■ What needs to be done:
With the line that contains "const CONFIG_PATH: &str" as the final line, return every line from the start of the data below exactly.

Dataset entries
········

use shared_types::{AppConfig, WorkflowSettings};
use std::sync::OnceLock;

static SETTINGS: OnceLock<WorkflowSettings> = OnceLock::new();

/// Default config file, relative to the working directory.
const CONFIG_PATH: &str = "config.toml";

/// Environment variable overriding [`CONFIG_PATH`].
const CONFIG_PATH_VAR: &str = "WORKFLOW_CONFIG";

/// Parse settings from a TOML document. Unparseable input yields defaults.
pub fn parse_settings(contents: &str) -> WorkflowSettings {
    match toml::from_str::<AppConfig>(contents) {
        Ok(config) => config.workflow,
        Err(e) => {
            tracing::warn!(error = %e, "failed to parse workflow config, using defaults");
            WorkflowSettings::default()
        }
    }
}

/// Read the config file once and store the settings in the global
/// `OnceLock`. Only the first call has effect.
///
/// A `.env` file is honoured so `WORKFLOW_CONFIG` can be set per checkout.
/// If the file is missing or unparseable, every setting takes its default.
pub fn load_settings() -> &'static WorkflowSettings {
    SETTINGS.get_or_init(|| {
        dotenvy::dotenv().ok();
        let path = std::env::var(CONFIG_PATH_VAR).unwrap_or_else(|_| CONFIG_PATH.to_string());
        match std::fs::read_to_string(&path) {
            Ok(contents) => {
                let settings = parse_settings(&contents);
                tracing::info!(
                    path = %path,
                    investigation_term_days = settings.investigation_term_days,
                    due_soon_hours = settings.due_soon_hours,
                    "workflow settings loaded"
                );
                settings
            }
            Err(e) => {
                tracing::info!(path = %path, error = %e, "workflow config not found, using defaults");
                WorkflowSettings::default()
            }
        }
    })
}
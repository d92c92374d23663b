//! Record classification and read-boundary decoding.
//!
//! Rows reach the core in their stored shape ([`StoredRecord`]): a kind tag
//! that older rows lack, an address column that doubles as a birth-date
//! slot, a free-form stage string and a JSON penalty list. Everything here is
//! total. Malformed legacy payloads are logged and replaced by a safe value.

use chrono::NaiveDate;
use shared_types::{
    AddressOrDob, DocumentType, FinalResult, InvestigationFields, InvestigationStage,
    LegacyPenalty, PenaltyEntry, RecordKind, RecordStatus, StoredRecord, UnifiedRecord,
    BIRTH_DATE_PREFIX,
};

/// Reference-number prefixes of rows written before the explicit tag column.
const PREFIX_RULES: &[(&str, RecordKind)] = &[
    ("APP-", RecordKind::Application),
    ("DET-", RecordKind::DetentionProtocol),
    ("DTP-", RecordKind::DetentionProtocol),
    ("ZV-", RecordKind::Zvern),
    ("ZVERN-", RecordKind::Zvern),
];

/// Map a stored tag and reference number to a record kind.
///
/// A recognised explicit tag wins. A blank or unknown tag falls through to
/// the prefix convention on the reference number (case-insensitive); any
/// other non-empty number is an EO registration and an empty one is OTHER.
pub fn classify(explicit_tag: Option<&str>, external_number: Option<&str>) -> RecordKind {
    if let Some(kind) = explicit_tag.and_then(RecordKind::from_tag) {
        return kind;
    }

    let number = external_number.map(str::trim).unwrap_or_default();
    if number.is_empty() {
        return RecordKind::Other;
    }

    let upper = number.to_uppercase();
    PREFIX_RULES
        .iter()
        .find(|(prefix, _)| upper.starts_with(prefix))
        .map(|(_, kind)| *kind)
        .unwrap_or(RecordKind::Eo)
}

/// Decode the dual-use address column for a record of the given kind.
///
/// Only application-like kinds carry a birth date. An unparseable `DOB:`
/// payload is kept verbatim as an address so re-encoding loses nothing.
pub fn decode_address_or_dob(kind: RecordKind, raw: Option<&str>) -> Option<AddressOrDob> {
    let raw = raw?;
    if raw.trim().is_empty() {
        return None;
    }
    if !kind.is_application_like() {
        return Some(AddressOrDob::Address(raw.to_string()));
    }
    match raw.strip_prefix(BIRTH_DATE_PREFIX) {
        Some(payload) => match NaiveDate::parse_from_str(payload.trim(), "%Y-%m-%d") {
            Ok(date) => Some(AddressOrDob::BirthDate(date)),
            Err(e) => {
                tracing::warn!(payload = %raw, error = %e, "malformed birth date in address column");
                Some(AddressOrDob::Address(raw.to_string()))
            }
        },
        None => Some(AddressOrDob::Address(raw.to_string())),
    }
}

/// Parse a stored stage. Missing or unknown values start at report review.
pub fn decode_stage(raw: Option<&str>) -> InvestigationStage {
    match raw.map(str::trim).filter(|s| !s.is_empty()) {
        None => InvestigationStage::ReportReview,
        Some(tag) => InvestigationStage::from_tag(tag).unwrap_or_else(|| {
            tracing::warn!(stage = %tag, "unknown investigation stage, treating as report review");
            InvestigationStage::ReportReview
        }),
    }
}

/// Parse the serialized penalty list.
///
/// Accepts a JSON array or a JSON string holding one (older writers
/// double-encoded it). Anything unreadable becomes an empty list so the
/// ledger falls back to the legacy columns.
pub fn decode_penalty_items(raw: Option<&serde_json::Value>) -> Vec<PenaltyEntry> {
    let value = match raw {
        None | Some(serde_json::Value::Null) => return Vec::new(),
        Some(serde_json::Value::String(s)) if s.trim().is_empty() => return Vec::new(),
        Some(serde_json::Value::String(s)) => match serde_json::from_str(s) {
            Ok(v) => v,
            Err(e) => {
                tracing::warn!(error = %e, "penalty list is not valid JSON");
                return Vec::new();
            }
        },
        Some(v) => v.clone(),
    };
    match serde_json::from_value::<Vec<PenaltyEntry>>(value) {
        Ok(items) => items,
        Err(e) => {
            tracing::warn!(error = %e, "penalty list has an unexpected shape");
            Vec::new()
        }
    }
}

fn non_blank(value: &Option<String>) -> Option<String> {
    value
        .as_deref()
        .map(str::trim)
        .filter(|s| !s.is_empty())
        .map(str::to_string)
}

/// Decode one stored row into the typed record. Classification happens here
/// and nowhere else; the stored tag is never trusted on its own.
pub fn normalize_record(row: &StoredRecord) -> UnifiedRecord {
    let kind = classify(row.record_type.as_deref(), row.external_number.as_deref());

    let status = RecordStatus::from_tag(&row.status).unwrap_or_else(|| {
        if !row.status.trim().is_empty() {
            tracing::warn!(record_id = %row.id, status = %row.status, "unknown record status");
        }
        RecordStatus::Pending
    });

    let investigation = InvestigationFields {
        stage: decode_stage(row.investigation_stage.as_deref()),
        document_type: row.document_type.as_deref().and_then(DocumentType::from_tag),
        violation_summary: row.violation_summary.clone(),
        order_number: row.order_number.clone(),
        order_date: row.order_date,
        conclusion_approved_at: row.conclusion_approved_at,
        penalty_items: decode_penalty_items(row.penalty_items.as_ref()),
        legacy_penalty: LegacyPenalty {
            officer_id: non_blank(&row.legacy_penalty_officer_id),
            penalty_type: non_blank(&row.legacy_penalty_type),
            penalty_other: non_blank(&row.legacy_penalty_other),
        },
        penalty_requires_order: row.penalty_requires_order,
        penalty_order_number: row.penalty_order_number.clone(),
        penalty_order_date: row.penalty_order_date,
        final_result: row.final_result.as_deref().and_then(FinalResult::from_tag),
        reviewed_at: row.reviewed_at,
        initiated_at: row.initiated_at,
        order_assigned_at: row.order_assigned_at,
        completed_at: row.completed_at,
    };

    UnifiedRecord {
        id: row.id,
        record_type: kind,
        status,
        external_number: row.external_number.clone().unwrap_or_default(),
        case_date: row.case_date,
        subject_name: row.subject_name.clone(),
        address_or_dob: decode_address_or_dob(kind, row.address.as_deref()),
        district: row.district.clone(),
        category: row.category.clone(),
        description: row.description.clone(),
        deadline: row.deadline,
        resolution: row.resolution.clone(),
        resolution_date: row.resolution_date,
        assigned_user_id: non_blank(&row.assigned_user_id),
        assigned_user: row.assigned_user.clone(),
        officer_ids: row
            .officer_ids
            .iter()
            .map(|id| id.trim())
            .filter(|id| !id.is_empty())
            .map(str::to_string)
            .collect(),
        officers: row.officers.clone(),
        concerns_officers: row.concerns_officers,
        investigation,
        created_at: row.created_at,
        updated_at: row.updated_at,
    }
}

/// Stored tag of a retired record kind whose rows are no longer listed.
const RETIRED_RAPORT_TAG: &str = "RAPORT";

/// Decode a fetched snapshot, dropping rows of the retired report kind.
pub fn normalize_records(rows: &[StoredRecord]) -> Vec<UnifiedRecord> {
    rows.iter()
        .filter(|row| {
            let retired = row
                .record_type
                .as_deref()
                .is_some_and(|tag| tag.trim().eq_ignore_ascii_case(RETIRED_RAPORT_TAG));
            if retired {
                tracing::debug!(record_id = %row.id, "skipping retired report row");
            }
            !retired
        })
        .map(normalize_record)
        .collect()
}
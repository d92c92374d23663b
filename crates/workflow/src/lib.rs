//! Workflow core for unified administrative records.
//!
//! Pure engines (classification, legal-text composition, the investigation
//! stage machine, penalty ledger, timeline and record queries) plus a thin
//! service layer that wires them to the persistence and audit collaborators.

pub mod classifier;
pub mod collaborators;
pub mod composer;
pub mod config;
pub mod export;
pub mod investigation;
pub mod query;
pub mod service;
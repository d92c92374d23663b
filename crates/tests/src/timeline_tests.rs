use pretty_assertions::assert_eq;
use shared_types::{
    DecisionType, DocumentType, FinalResult, InvestigationStage, TimelineItem, TimelineKey,
    TimelineStatus,
};
use workflow::investigation::{build_timeline, PenaltyLedger};

use crate::common::{date, investigation, ts};

fn statuses(items: &[TimelineItem]) -> Vec<TimelineStatus> {
    items.iter().map(|i| i.status).collect()
}

#[test]
fn always_five_items_in_order() {
    let items = build_timeline(&investigation(InvestigationStage::ReportReview));
    let keys: Vec<TimelineKey> = items.iter().map(|i| i.key).collect();
    assert_eq!(
        keys,
        vec![
            TimelineKey::Registered,
            TimelineKey::Review,
            TimelineKey::Initiate,
            TimelineKey::Order,
            TimelineKey::Final,
        ]
    );
    assert_eq!(items[0].at, Some(ts(2024, 3, 1, 9, 0)));
    assert_eq!(items[0].label, "Зареєстровано");
}

#[test]
fn fresh_record_is_under_review() {
    use TimelineStatus::*;
    let items = build_timeline(&investigation(InvestigationStage::ReportReview));
    assert_eq!(statuses(&items), vec![Done, Current, Pending, Pending, Pending]);
    assert_eq!(items[4].label, "Очікує завершення");
}

#[test]
fn review_hint_names_document_type() {
    let mut record = investigation(InvestigationStage::ReportReview);
    record.investigation.document_type = Some(DocumentType::Memo);
    assert_eq!(build_timeline(&record)[1].hint.as_deref(), Some("Доповідна записка"));
}

#[test]
fn passed_steps_without_timestamps_count_as_done() {
    use TimelineStatus::*;
    let record = investigation(InvestigationStage::SrOrderAssigned);
    let items = build_timeline(&record);
    assert_eq!(statuses(&items), vec![Done, Done, Done, Current, Pending]);
    assert!(items[1].at.is_none());
}

#[test]
fn initiated_stage_statuses() {
    use TimelineStatus::*;
    let mut record = investigation(InvestigationStage::SrInitiated);
    record.investigation.reviewed_at = Some(ts(2024, 3, 2, 10, 0));
    let items = build_timeline(&record);
    assert_eq!(statuses(&items), vec![Done, Done, Current, Pending, Pending]);
    assert_eq!(items[1].at, Some(ts(2024, 3, 2, 10, 0)));
}

#[test]
fn order_hint_shows_number_and_date() {
    let mut record = investigation(InvestigationStage::SrOrderAssigned);
    record.investigation.order_number = Some("155".to_string());
    record.investigation.order_date = Some(date(2024, 3, 10));
    assert_eq!(
        build_timeline(&record)[3].hint.as_deref(),
        Some("Наказ № 155 від 10.03.2024")
    );

    record.investigation.order_date = None;
    assert_eq!(build_timeline(&record)[3].hint.as_deref(), Some("Наказ № 155"));
}

#[test]
fn no_violation_path_skips_investigation_steps() {
    use TimelineStatus::*;
    let mut record = investigation(InvestigationStage::CheckCompletedNoViolation);
    record.investigation.reviewed_at = Some(ts(2024, 3, 2, 10, 0));
    record.investigation.initiated_at = Some(ts(2024, 3, 3, 10, 0));
    record.investigation.order_assigned_at = Some(ts(2024, 3, 4, 10, 0));
    record.investigation.completed_at = Some(ts(2024, 3, 5, 10, 0));

    let items = build_timeline(&record);
    assert_eq!(statuses(&items), vec![Done, Done, Skipped, Skipped, Done]);
    for skipped in &items[2..4] {
        assert_eq!(skipped.at, None);
        assert_eq!(
            skipped.hint.as_deref(),
            Some("Не застосовується: порушень службової дисципліни не виявлено")
        );
    }
    assert_eq!(items[4].label, "Завершено: порушень дисципліни не виявлено");
}

#[test]
fn terminal_without_completion_stamp_is_current() {
    let record = investigation(InvestigationStage::SrCompletedLawful);
    let items = build_timeline(&record);
    assert_eq!(items[3].status, TimelineStatus::Done);
    assert_eq!(items[4].status, TimelineStatus::Current);
    assert_eq!(items[4].label, "Завершено: дії правомірні");
}

#[test]
fn final_label_prefers_no_violation_then_unlawful() {
    let mut record = investigation(InvestigationStage::CheckCompletedNoViolation);
    record.investigation.final_result = Some(FinalResult::Unlawful);
    assert_eq!(build_timeline(&record)[4].label, "Завершено: порушень дисципліни не виявлено");

    let mut record = investigation(InvestigationStage::SrOrderAssigned);
    record.investigation.final_result = Some(FinalResult::Unlawful);
    assert_eq!(build_timeline(&record)[4].label, "Завершено: дії неправомірні");

    record.investigation.final_result = Some(FinalResult::Lawful);
    assert_eq!(build_timeline(&record)[4].label, "Завершено: дії правомірні");
}

#[test]
fn final_hint_joins_penalties_conclusion_and_order() {
    let mut record = investigation(InvestigationStage::SrCompletedUnlawful);
    let mut ledger = PenaltyLedger::new();
    ledger.upsert_entry("off-1", DecisionType::Article13, Some("догана"), None);
    record.investigation.penalty_items = ledger.to_persisted_list();
    record.investigation.conclusion_approved_at = Some(date(2024, 3, 20));
    record.investigation.penalty_order_number = Some("88-ОС".to_string());
    record.investigation.penalty_order_date = Some(date(2024, 3, 22));
    record.investigation.completed_at = Some(ts(2024, 3, 22, 16, 0));

    let last = build_timeline(&record).pop().unwrap();
    assert_eq!(last.status, TimelineStatus::Done);
    assert_eq!(
        last.hint.as_deref(),
        Some("Петренко Іван: догана • Висновок затверджено 20.03.2024 • Наказ про стягнення № 88-ОС від 22.03.2024")
    );
}

#[test]
fn final_hint_absent_without_details() {
    let record = investigation(InvestigationStage::SrCompletedLawful);
    assert_eq!(build_timeline(&record)[4].hint, None);
}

········

■ Response:
use shared_types::{AppConfig, WorkflowSettings};
use std::sync::OnceLock;

static SETTINGS: OnceLock<WorkflowSettings> = OnceLock::new();

/// Default config file, relative to the working directory.
const CONFIG_PATH: &str = "config.toml";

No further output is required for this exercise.